§ **EXERCISE DETAILS**
Which lines of the data hold the word "derive"? Copy all of them.

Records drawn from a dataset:
%%

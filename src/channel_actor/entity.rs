//! [`ActorEntity`] implementation for [`Channel`].

use crate::error::Error;
use crate::framework::ActorEntity;
use crate::model::{Channel, ChannelCreate, ChannelId, ChannelQuery};
use async_trait::async_trait;

#[async_trait]
impl ActorEntity for Channel {
    type Id = ChannelId;
    type Create = ChannelCreate;
    type Query = ChannelQuery;
    type Action = ();
    type ActionResult = ();
    type Context = ();
    type Error = Error;

    fn id(&self) -> &ChannelId {
        Channel::id(self)
    }

    fn new_id() -> ChannelId {
        uuid::Uuid::new_v4().simple().to_string().to_uppercase()
    }

    fn from_create_params(id: ChannelId, params: ChannelCreate) -> Result<Self, Error> {
        if params.user_a.is_empty() || params.user_b.is_empty() {
            return Err(create_error!(InvalidProperty));
        }
        Ok(params.into_channel(id))
    }

    fn matches(&self, query: &ChannelQuery) -> bool {
        match query {
            ChannelQuery::DirectMessage { user_a, user_b } => self.connects(user_a, user_b),
            ChannelQuery::Participant(user) => self.includes(user),
        }
    }

    async fn handle_action(&mut self, _action: (), _ctx: &()) -> Result<(), Error> {
        Err(create_error!(InvalidOperation))
    }
}

#[cfg(test)]
mod tests {
    use super::*;

    #[test]
    fn test_query_matching() {
        let channel = Channel::from_create_params(
            "C1".into(),
            ChannelCreate {
                user_a: "A".into(),
                user_b: "B".into(),
            },
        )
        .unwrap();

        assert!(channel.matches(&ChannelQuery::DirectMessage {
            user_a: "B".into(),
            user_b: "A".into(),
        }));
        assert!(channel.matches(&ChannelQuery::Participant("A".into())));
        assert!(!channel.matches(&ChannelQuery::Participant("C".into())));
    }
}
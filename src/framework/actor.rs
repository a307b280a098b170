//! # Generic Actor Server
//!
//! The `ResourceActor` owns one store's records and processes requests sequentially, which
//! gives every request exclusive access to the store without any locking.

use super::client::ResourceClient;
use super::entity::ActorEntity;
use super::error::FrameworkError;
use super::message::ResourceRequest;
use std::collections::HashMap;
use std::time::Duration;
use tokio::sync::mpsc;
use tracing::{debug, info, warn};

/// The generic actor that manages a collection of records.
///
/// Usage follows three steps:
///
/// 1. **Create**: `ResourceActor::new()` returns the actor (server) and its client.
/// 2. **Wire**: pass dependencies into `actor.run(context)`.
/// 3. **Run**: spawn the run loop on a runtime.
///
/// ## Operations
///
/// * **Insert**: rejects an id that is already stored with [`FrameworkError::AlreadyExists`].
/// * **Get** / **Find** / **FindAll**: return clones; never fail.
/// * **FindOrCreate**: scans with [`ActorEntity::matches`]; on a miss, generates an id with
///   [`ActorEntity::new_id`], builds the record, runs `on_create`, then stores it.
/// * **Action**: looks the record up mutably and hands it the action.
pub struct ResourceActor<T: ActorEntity> {
    receiver: mpsc::Receiver<ResourceRequest<T>>,
    store: HashMap<T::Id, T>,
}

impl<T: ActorEntity> ResourceActor<T> {
    /// Creates a new `ResourceActor` and its associated `ResourceClient`.
    ///
    /// `buffer_size` bounds the request queue; `timeout` bounds every round trip made by the
    /// returned client.
    pub fn new(buffer_size: usize, timeout: Duration) -> (Self, ResourceClient<T>) {
        let (sender, receiver) = mpsc::channel(buffer_size);
        let actor = Self {
            receiver,
            store: HashMap::new(),
        };
        let client = ResourceClient::new(sender).with_timeout(timeout);
        (actor, client)
    }

    /// Runs the actor's event loop, processing messages until every client is dropped.
    pub async fn run(mut self, context: T::Context) {
        // Extract just the type name (e.g., "User" instead of "userstore_binding::model::user::User")
        let entity_type = std::any::type_name::<T>()
            .split("::")
            .last()
            .unwrap_or("Unknown");
        info!(entity_type, "Actor started");

        while let Some(msg) = self.receiver.recv().await {
            match msg {
                ResourceRequest::Insert { entity, respond_to } => {
                    let id = entity.id().clone();
                    if self.store.contains_key(&id) {
                        warn!(entity_type, %id, "Already exists");
                        let _ = respond_to.send(Err(FrameworkError::AlreadyExists(id.to_string())));
                        continue;
                    }
                    self.store.insert(id.clone(), entity);
                    info!(entity_type, %id, size = self.store.len(), "Inserted");
                    let _ = respond_to.send(Ok(id));
                }
                ResourceRequest::Get { id, respond_to } => {
                    let item = self.store.get(&id).cloned();
                    let found = item.is_some();
                    debug!(entity_type, %id, found, "Get");
                    let _ = respond_to.send(Ok(item));
                }
                ResourceRequest::Find { query, respond_to } => {
                    let item = self.store.values().find(|item| item.matches(&query)).cloned();
                    debug!(entity_type, ?query, found = item.is_some(), "Find");
                    let _ = respond_to.send(Ok(item));
                }
                ResourceRequest::FindAll { query, respond_to } => {
                    let items: Vec<T> = self
                        .store
                        .values()
                        .filter(|item| item.matches(&query))
                        .cloned()
                        .collect();
                    debug!(entity_type, ?query, count = items.len(), "FindAll");
                    let _ = respond_to.send(Ok(items));
                }
                ResourceRequest::FindOrCreate {
                    query,
                    params,
                    respond_to,
                } => {
                    if let Some(existing) = self.store.values().find(|item| item.matches(&query)) {
                        debug!(entity_type, id = %existing.id(), "FindOrCreate hit");
                        let _ = respond_to.send(Ok(existing.clone()));
                        continue;
                    }

                    debug!(entity_type, ?params, "FindOrCreate miss");
                    let id = T::new_id();
                    match T::from_create_params(id.clone(), params) {
                        Ok(mut item) => {
                            if let Err(e) = item.on_create(&context).await {
                                warn!(entity_type, error = %e, "on_create failed");
                                let _ =
                                    respond_to.send(Err(FrameworkError::EntityError(Box::new(e))));
                                continue;
                            }
                            self.store.insert(id.clone(), item.clone());
                            info!(entity_type, %id, size = self.store.len(), "Created");
                            let _ = respond_to.send(Ok(item));
                        }
                        Err(e) => {
                            warn!(entity_type, error = %e, "Create failed");
                            let _ = respond_to.send(Err(FrameworkError::EntityError(Box::new(e))));
                        }
                    }
                }
                ResourceRequest::Action {
                    id,
                    action,
                    respond_to,
                } => {
                    debug!(entity_type, %id, ?action, "Action");
                    if let Some(item) = self.store.get_mut(&id) {
                        let result = item
                            .handle_action(action, &context)
                            .await
                            .map_err(|e| FrameworkError::EntityError(Box::new(e)));
                        match &result {
                            Ok(_) => info!(entity_type, %id, "Action ok"),
                            Err(e) => warn!(entity_type, %id, error = %e, "Action failed"),
                        }
                        let _ = respond_to.send(result);
                    } else {
                        warn!(entity_type, %id, "Not found");
                        let _ = respond_to.send(Err(FrameworkError::NotFound(id.to_string())));
                    }
                }
            }
        }

        info!(entity_type, size = self.store.len(), "Shutdown");
    }
}
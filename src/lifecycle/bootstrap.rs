use super::backend::{Backend, BackendClients};
use super::tracing::setup_tracing;
use crate::config::BindingConfig;
use crate::error::BindingError;
use crate::registry::{Database, SessionTable};
use std::sync::{Mutex, OnceLock, PoisonError};
use tokio::runtime::{Handle, Runtime};
use tracing::info;

static CONTEXT: OnceLock<BindingContext> = OnceLock::new();
static INIT_LOCK: Mutex<()> = Mutex::new(());

/// Everything a session needs: configuration, backend clients, the session table and a
/// runtime handle to run resolution and dispatch tasks on.
pub struct BindingContext {
    config: BindingConfig,
    clients: BackendClients,
    sessions: SessionTable,
    spawner: Handle,
    /// Owned only by the global context built in [`init`].
    _runtime: Option<Runtime>,
}

impl BindingContext {
    /// Start a backend on the current runtime and wrap it in a context.
    ///
    /// Panics when called outside a tokio runtime, like `tokio::spawn`.
    pub fn start(config: BindingConfig) -> Self {
        let clients = Backend::start(&config).into_clients();
        Self::with_backend(config, clients)
    }

    /// Wrap existing backend clients (for example mocks) in a context bound to the
    /// current runtime.
    pub fn with_backend(config: BindingConfig, clients: BackendClients) -> Self {
        Self {
            config,
            clients,
            sessions: SessionTable::new(),
            spawner: Handle::current(),
            _runtime: None,
        }
    }

    /// Open a new session. Never fails and performs no I/O.
    pub fn open(&self) -> Database {
        self.sessions.open(self.clients.clone(), self.spawner.clone())
    }

    pub fn config(&self) -> &BindingConfig {
        &self.config
    }

    pub fn clients(&self) -> &BackendClients {
        &self.clients
    }

    pub fn sessions(&self) -> &SessionTable {
        &self.sessions
    }
}

/// Build the process-wide context. Calling it again returns the existing context.
///
/// Configuration is read from the environment, the tracing subscriber is installed, and
/// a dedicated multi-thread runtime is built to host the backend stores. Callers may use
/// the async entry points from any executor afterwards.
pub fn init() -> Result<&'static BindingContext, BindingError> {
    if let Some(context) = CONTEXT.get() {
        return Ok(context);
    }

    let _guard = INIT_LOCK.lock().unwrap_or_else(PoisonError::into_inner);
    if let Some(context) = CONTEXT.get() {
        return Ok(context);
    }

    let config = BindingConfig::from_env()?;
    setup_tracing(&config.log_filter);

    let runtime = tokio::runtime::Builder::new_multi_thread()
        .worker_threads(config.worker_threads)
        .thread_name("userstore-binding")
        .enable_all()
        .build()?;

    let clients = {
        let _enter = runtime.enter();
        Backend::start(&config).into_clients()
    };
    info!(workers = config.worker_threads, "Binding initialised");

    let context = BindingContext {
        spawner: runtime.handle().clone(),
        config,
        clients,
        sessions: SessionTable::new(),
        _runtime: Some(runtime),
    };
    Ok(CONTEXT.get_or_init(|| context))
}

/// The context built by [`init`].
pub fn context() -> Result<&'static BindingContext, BindingError> {
    CONTEXT.get().ok_or(BindingError::NotInitialised)
}

#[cfg(test)]
mod tests {
    use super::*;

    #[tokio::test]
    async fn test_sessions_are_distinct_and_registered() {
        let context = BindingContext::start(BindingConfig::default());
        let first = context.open();
        let second = context.open();

        assert_ne!(first.id(), second.id());
        assert_eq!(context.sessions().len(), 2);
        assert_eq!(context.sessions().get(first.id()).unwrap().id(), first.id());
    }
}
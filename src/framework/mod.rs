//! Generic actor framework backing the user and channel stores.
//!
//! Each store is a [`ResourceActor`] that owns its records and processes requests
//! sequentially, so lookups and find-or-create are atomic without locks. Callers talk to it
//! through a cloneable [`ResourceClient`].
//!
//! # Main Components
//!
//! - [`ActorEntity`] - Trait that record types implement to be managed by an actor
//! - [`ResourceActor`] - The store itself (server half)
//! - [`ResourceClient`] - Type-safe async handle to a store (client half)
//! - [`ActorClient`] - Shared behaviour for the typed store clients
//! - [`FrameworkError`] - Transport and store-level failures
//!
//! # Testing
//!
//! See [`mock`] for a client that answers from scripted expectations.

pub mod actor;
pub mod client;
pub mod client_trait;
pub mod entity;
pub mod error;
pub mod message;
pub mod mock;

pub use actor::ResourceActor;
pub use client::ResourceClient;
pub use client_trait::ActorClient;
pub use entity::ActorEntity;
pub use error::FrameworkError;
pub use message::{ResourceRequest, Response};
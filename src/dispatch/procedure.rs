//! The procedures a host can dispatch.

use super::reason::SuspensionReasons;
use crate::error::{BindingError, Error};
use crate::lifecycle::BackendClients;
use crate::model::{Channel, SuspensionDuration, UserId};
use crate::registry::{Database, HandleState, UserHandle};
use async_trait::async_trait;
use chrono::Utc;
use serde::Serialize;

/// A mutating command against the backend.
///
/// `validate` runs synchronously on the caller's thread and never touches the backend;
/// everything that needs the backend happens in `execute`.
#[async_trait]
pub trait Procedure: Send + Sized + 'static {
    /// Wire name, e.g. `channels_create_dm`.
    const NAME: &'static str;

    /// Arguments after validation.
    type Validated: Send + std::fmt::Debug + 'static;

    type Output: Serialize + Send + 'static;

    fn validate(self, db: &Database) -> Result<Self::Validated, BindingError>;

    async fn execute(validated: Self::Validated, backend: BackendClients) -> Result<Self::Output, Error>;
}

/// Create-or-get the direct channel between two users.
#[derive(Debug, Clone)]
pub struct CreateDm {
    pub user_a: UserId,
    pub user_b: UserId,
}

impl CreateDm {
    pub fn new(user_a: impl Into<UserId>, user_b: impl Into<UserId>) -> Self {
        Self {
            user_a: user_a.into(),
            user_b: user_b.into(),
        }
    }
}

#[async_trait]
impl Procedure for CreateDm {
    const NAME: &'static str = "channels_create_dm";
    type Validated = (UserId, UserId);
    type Output = Channel;

    fn validate(self, _db: &Database) -> Result<(UserId, UserId), BindingError> {
        if self.user_a.is_empty() {
            return Err(BindingError::invalid_argument("user_a", "must not be empty"));
        }
        if self.user_b.is_empty() {
            return Err(BindingError::invalid_argument("user_b", "must not be empty"));
        }
        Ok((self.user_a, self.user_b))
    }

    async fn execute(users: (UserId, UserId), backend: BackendClients) -> Result<Channel, Error> {
        let (user_a, user_b) = users;
        backend.users.fetch_user(&user_a).await?;
        if user_b != user_a {
            backend.users.fetch_user(&user_b).await?;
        }
        backend.channels.find_or_create_dm(&user_a, &user_b).await
    }
}

/// Suspend a resolved user.
///
/// `duration_days` of `0` suspends indefinitely.
#[derive(Debug, Clone)]
pub struct SuspendUser {
    pub user: UserHandle,
    pub duration_days: i64,
    pub reason: String,
}

#[derive(Debug)]
pub struct SuspendPlan {
    pub user_id: UserId,
    pub duration: SuspensionDuration,
    pub reasons: SuspensionReasons,
}

impl SuspendUser {
    pub fn new(user: UserHandle, duration_days: i64, reason: impl Into<String>) -> Self {
        Self {
            user,
            duration_days,
            reason: reason.into(),
        }
    }
}

#[async_trait]
impl Procedure for SuspendUser {
    const NAME: &'static str = "users_suspend";
    type Validated = SuspendPlan;
    type Output = ();

    fn validate(self, db: &Database) -> Result<SuspendPlan, BindingError> {
        if !db.owns(&self.user) {
            return Err(BindingError::ForeignHandle {
                handle: self.user.id(),
                owner: self.user.session(),
                session: db.id(),
            });
        }

        let user_id = match self.user.state() {
            HandleState::Resolved(user) => user.id.clone(),
            HandleState::Pending | HandleState::Failed(_) => {
                return Err(BindingError::UnresolvedHandle {
                    handle: self.user.id(),
                })
            }
        };

        if self.duration_days < 0 {
            return Err(BindingError::invalid_argument(
                "duration",
                format!("{} is negative", self.duration_days),
            ));
        }
        let days = u32::try_from(self.duration_days).map_err(|_| {
            BindingError::invalid_argument("duration", format!("{} is too large", self.duration_days))
        })?;

        let duration = SuspensionDuration::from_days(days);
        duration.until(Utc::now()).map_err(|_| {
            BindingError::invalid_argument("duration", format!("{days} days is past the last representable date"))
        })?;

        Ok(SuspendPlan {
            user_id,
            duration,
            reasons: SuspensionReasons::parse(&self.reason)?,
        })
    }

    async fn execute(plan: SuspendPlan, backend: BackendClients) -> Result<(), Error> {
        backend
            .users
            .suspend(plan.user_id, plan.duration, plan.reasons.into_vec())
            .await
            .map(|_| ())
    }
}
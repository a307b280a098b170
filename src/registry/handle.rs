//! Entity handles and the per-session arena that owns their slots.

use super::{HandleId, SessionId};
use crate::error::Error;
use std::collections::HashMap;
use std::fmt;
use std::sync::atomic::{AtomicBool, AtomicU64, Ordering};
use std::sync::{Arc, Mutex, OnceLock, PoisonError};

/// How a handle's entity will be looked up.
#[derive(Debug, Clone, PartialEq, Eq)]
pub enum LookupKey {
    Id(String),
    Composite {
        username: String,
        discriminator: String,
    },
}

impl LookupKey {
    pub fn kind(&self) -> &'static str {
        match self {
            LookupKey::Id(_) => "id",
            LookupKey::Composite { .. } => "composite",
        }
    }
}

/// Shared state behind a handle. `claimed` flips once when a resolution starts;
/// `outcome` is written once when it finishes.
pub(crate) struct HandleSlot<T> {
    key: LookupKey,
    claimed: AtomicBool,
    outcome: OnceLock<Result<T, Error>>,
}

/// Read-only view of a handle's state.
#[derive(Debug, PartialEq)]
pub enum HandleState<'a, T> {
    Pending,
    Resolved(&'a T),
    Failed(&'a Error),
}

/// A reference to an entity that may not have been fetched yet.
///
/// Handles are cheap to clone; every clone observes the same slot. Nothing outside the
/// crate can change a handle's state.
pub struct EntityHandle<T> {
    id: HandleId,
    session: SessionId,
    slot: Arc<HandleSlot<T>>,
}

impl<T> Clone for EntityHandle<T> {
    fn clone(&self) -> Self {
        Self {
            id: self.id,
            session: self.session,
            slot: self.slot.clone(),
        }
    }
}

impl<T: fmt::Debug> fmt::Debug for EntityHandle<T> {
    fn fmt(&self, f: &mut fmt::Formatter<'_>) -> fmt::Result {
        f.debug_struct("EntityHandle")
            .field("id", &self.id)
            .field("session", &self.session)
            .field("key", &self.slot.key)
            .field("state", &self.state())
            .finish()
    }
}

impl<T> EntityHandle<T> {
    pub fn id(&self) -> HandleId {
        self.id
    }

    /// The session that spawned this handle.
    pub fn session(&self) -> SessionId {
        self.session
    }

    pub fn key(&self) -> &LookupKey {
        &self.slot.key
    }

    /// A handle whose resolution is still in flight reads as `Pending`.
    pub fn state(&self) -> HandleState<'_, T> {
        match self.slot.outcome.get() {
            None => HandleState::Pending,
            Some(Ok(value)) => HandleState::Resolved(value),
            Some(Err(error)) => HandleState::Failed(error),
        }
    }

    pub fn is_pending(&self) -> bool {
        matches!(self.state(), HandleState::Pending)
    }

    pub fn data(&self) -> Option<&T> {
        match self.state() {
            HandleState::Resolved(value) => Some(value),
            _ => None,
        }
    }

    pub fn error(&self) -> Option<&Error> {
        match self.state() {
            HandleState::Failed(error) => Some(error),
            _ => None,
        }
    }

    /// Take the right to resolve this handle. Succeeds for exactly one caller.
    pub(crate) fn claim(&self) -> bool {
        !self.slot.claimed.swap(true, Ordering::SeqCst)
    }

    /// Record the outcome. Returns `false` if one was already recorded.
    pub(crate) fn publish(&self, outcome: Result<T, Error>) -> bool {
        self.slot.outcome.set(outcome).is_ok()
    }
}

/// Append-only store of handle slots for one session.
pub(crate) struct HandleArena<T> {
    next: AtomicU64,
    slots: Mutex<HashMap<HandleId, Arc<HandleSlot<T>>>>,
}

impl<T> HandleArena<T> {
    pub(crate) fn new() -> Self {
        Self {
            next: AtomicU64::new(1),
            slots: Mutex::new(HashMap::new()),
        }
    }

    pub(crate) fn spawn(&self, session: SessionId, key: LookupKey) -> EntityHandle<T> {
        let id = HandleId(self.next.fetch_add(1, Ordering::SeqCst));
        let slot = Arc::new(HandleSlot {
            key,
            claimed: AtomicBool::new(false),
            outcome: OnceLock::new(),
        });
        self.slots
            .lock()
            .unwrap_or_else(PoisonError::into_inner)
            .insert(id, slot.clone());

        EntityHandle { id, session, slot }
    }

    pub(crate) fn get(&self, session: SessionId, id: HandleId) -> Option<EntityHandle<T>> {
        let slots = self.slots.lock().unwrap_or_else(PoisonError::into_inner);
        slots.get(&id).map(|slot| EntityHandle {
            id,
            session,
            slot: slot.clone(),
        })
    }

    pub(crate) fn len(&self) -> usize {
        self.slots.lock().unwrap_or_else(PoisonError::into_inner).len()
    }
}
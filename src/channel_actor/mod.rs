//! # Channel Store
//!
//! The channel store actor. Direct channels are only ever created through find-or-create,
//! which the actor handles in one step, so the same pair of users always ends up with the
//! same channel.

pub mod entity;

use crate::clients::ChannelClient;
use crate::config::BindingConfig;
use crate::framework::ResourceActor;
use crate::model::Channel;

/// Creates a new Channel actor and its client.
pub fn new(config: &BindingConfig) -> (ResourceActor<Channel>, ChannelClient) {
    let (actor, generic_client) =
        ResourceActor::new(config.channel_buffer, config.request_timeout);
    let client = ChannelClient::new(generic_client);

    (actor, client)
}
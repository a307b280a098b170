//! # Errors
//!
//! Two families of errors cross this crate, and they are never mixed:
//!
//! - [`Error`] is the backend error **value**. It is plain data with a `type` tag and a
//!   `location`, and it is returned next to (or instead of) a payload. Backend refusals and
//!   transport faults both end up here.
//! - [`BindingError`] is a **local precondition failure**: the caller misused the binding
//!   (resolved a handle twice, passed a negative duration, ...). These indicate a bug on the
//!   calling side and are returned through the outer `Result`.

use crate::framework::FrameworkError;
use crate::registry::{HandleId, SessionId};
use serde::{Deserialize, Serialize};

#[macro_export]
macro_rules! create_error {
    ( $error: ident $( $tt:tt )? ) => {
        $crate::error::Error {
            error_type: $crate::error::ErrorType::$error $( $tt )?,
            location: format!("{}:{}:{}", file!(), line!(), column!()),
        }
    };
}

#[macro_export]
macro_rules! create_database_error {
    ( $operation: expr, $collection: expr ) => {
        $crate::create_error!(DatabaseError {
            operation: $operation.to_string(),
            collection: $collection.to_string(),
        })
    };
}

/// Result type carrying a backend [`Error`] value.
pub type Result<T, E = Error> = std::result::Result<T, E>;

/// Backend error value.
///
/// Serialises to `{ "type": "...", "location": "..." }`, plus any fields the
/// variant carries.
#[derive(Debug, Clone, PartialEq, Serialize, Deserialize, thiserror::Error)]
#[error("{error_type:?} at {location}")]
pub struct Error {
    /// Type of error and additional information
    #[serde(flatten)]
    pub error_type: ErrorType,

    /// Where this error occurred
    pub location: String,
}

/// Possible error types
#[derive(Debug, Clone, PartialEq, Eq, Serialize, Deserialize)]
#[serde(tag = "type")]
pub enum ErrorType {
    /// This error was not labeled
    LabelMe,

    // ? General errors
    DatabaseError {
        operation: String,
        collection: String,
    },
    InternalError,
    InvalidOperation,
    InvalidProperty,
    NotFound,
    FailedValidation {
        error: String,
    },

    /// Reserved for "could not ask the backend": closed channel, dropped
    /// response or timeout.
    BackendUnavailable {
        reason: String,
    },
}

impl Error {
    pub fn new(error_type: ErrorType, location: impl Into<String>) -> Self {
        Self {
            error_type,
            location: location.into(),
        }
    }

    /// The `type` tag as it appears on the wire.
    pub fn kind(&self) -> &'static str {
        match self.error_type {
            ErrorType::LabelMe => "LabelMe",
            ErrorType::DatabaseError { .. } => "DatabaseError",
            ErrorType::InternalError => "InternalError",
            ErrorType::InvalidOperation => "InvalidOperation",
            ErrorType::InvalidProperty => "InvalidProperty",
            ErrorType::NotFound => "NotFound",
            ErrorType::FailedValidation { .. } => "FailedValidation",
            ErrorType::BackendUnavailable { .. } => "BackendUnavailable",
        }
    }

    /// Returns `true` when the backend could not be reached at all.
    pub fn is_transport(&self) -> bool {
        matches!(self.error_type, ErrorType::BackendUnavailable { .. })
    }

    /// Normalise a framework error raised while talking to `collection`.
    pub fn from_framework(error: FrameworkError, collection: &str) -> Self {
        match error {
            FrameworkError::ActorClosed => create_error!(BackendUnavailable {
                reason: format!("{collection} store is closed"),
            }),
            FrameworkError::ActorDropped => create_error!(BackendUnavailable {
                reason: format!("{collection} store dropped the request"),
            }),
            FrameworkError::Timeout(after) => create_error!(BackendUnavailable {
                reason: format!("{collection} store timed out after {}ms", after.as_millis()),
            }),
            FrameworkError::NotFound(_) => create_error!(NotFound),
            FrameworkError::AlreadyExists(_) => create_database_error!("insert", collection),
            FrameworkError::EntityError(inner) => match inner.downcast::<Error>() {
                Ok(error) => *error,
                Err(other) => create_error!(FailedValidation {
                    error: other.to_string(),
                }),
            },
        }
    }
}

/// Local precondition failures. Never produced by the backend.
#[derive(Debug, thiserror::Error)]
pub enum BindingError {
    #[error("handle {handle} has already left the pending state")]
    AlreadyResolved { handle: HandleId },

    #[error("handle {handle} is not resolved")]
    UnresolvedHandle { handle: HandleId },

    #[error("handle {handle} belongs to session {owner}, not {session}")]
    ForeignHandle {
        handle: HandleId,
        owner: SessionId,
        session: SessionId,
    },

    #[error("handle {handle} is keyed by {key}, not by {expected}")]
    KeyMismatch {
        handle: HandleId,
        key: &'static str,
        expected: &'static str,
    },

    #[error("invalid argument `{argument}`: {reason}")]
    InvalidArgument {
        argument: &'static str,
        reason: String,
    },

    #[error("binding has not been initialised")]
    NotInitialised,

    #[error("configuration error: {0}")]
    Config(#[from] crate::config::ConfigError),

    #[error("failed to start runtime: {0}")]
    Runtime(#[from] std::io::Error),

    #[error("background task failed: {0}")]
    TaskFailed(#[from] tokio::task::JoinError),

    #[error("failed to serialise value: {0}")]
    Serialization(#[from] serde_json::Error),
}

impl BindingError {
    pub fn invalid_argument(argument: &'static str, reason: impl Into<String>) -> Self {
        Self::InvalidArgument {
            argument,
            reason: reason.into(),
        }
    }
}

%%

§ **RESPONSE BELOW**
#[derive(Debug, Clone)]
#[derive(Debug, Clone)]
#[derive(Debug)]
#[derive(Debug, Clone, PartialEq, Eq)]
#[derive(Debug, PartialEq)]
#[derive(Debug, Clone, PartialEq, Serialize, Deserialize, thiserror::Error)]
#[derive(Debug, Clone, PartialEq, Eq, Serialize, Deserialize)]
#[derive(Debug, thiserror::Error)]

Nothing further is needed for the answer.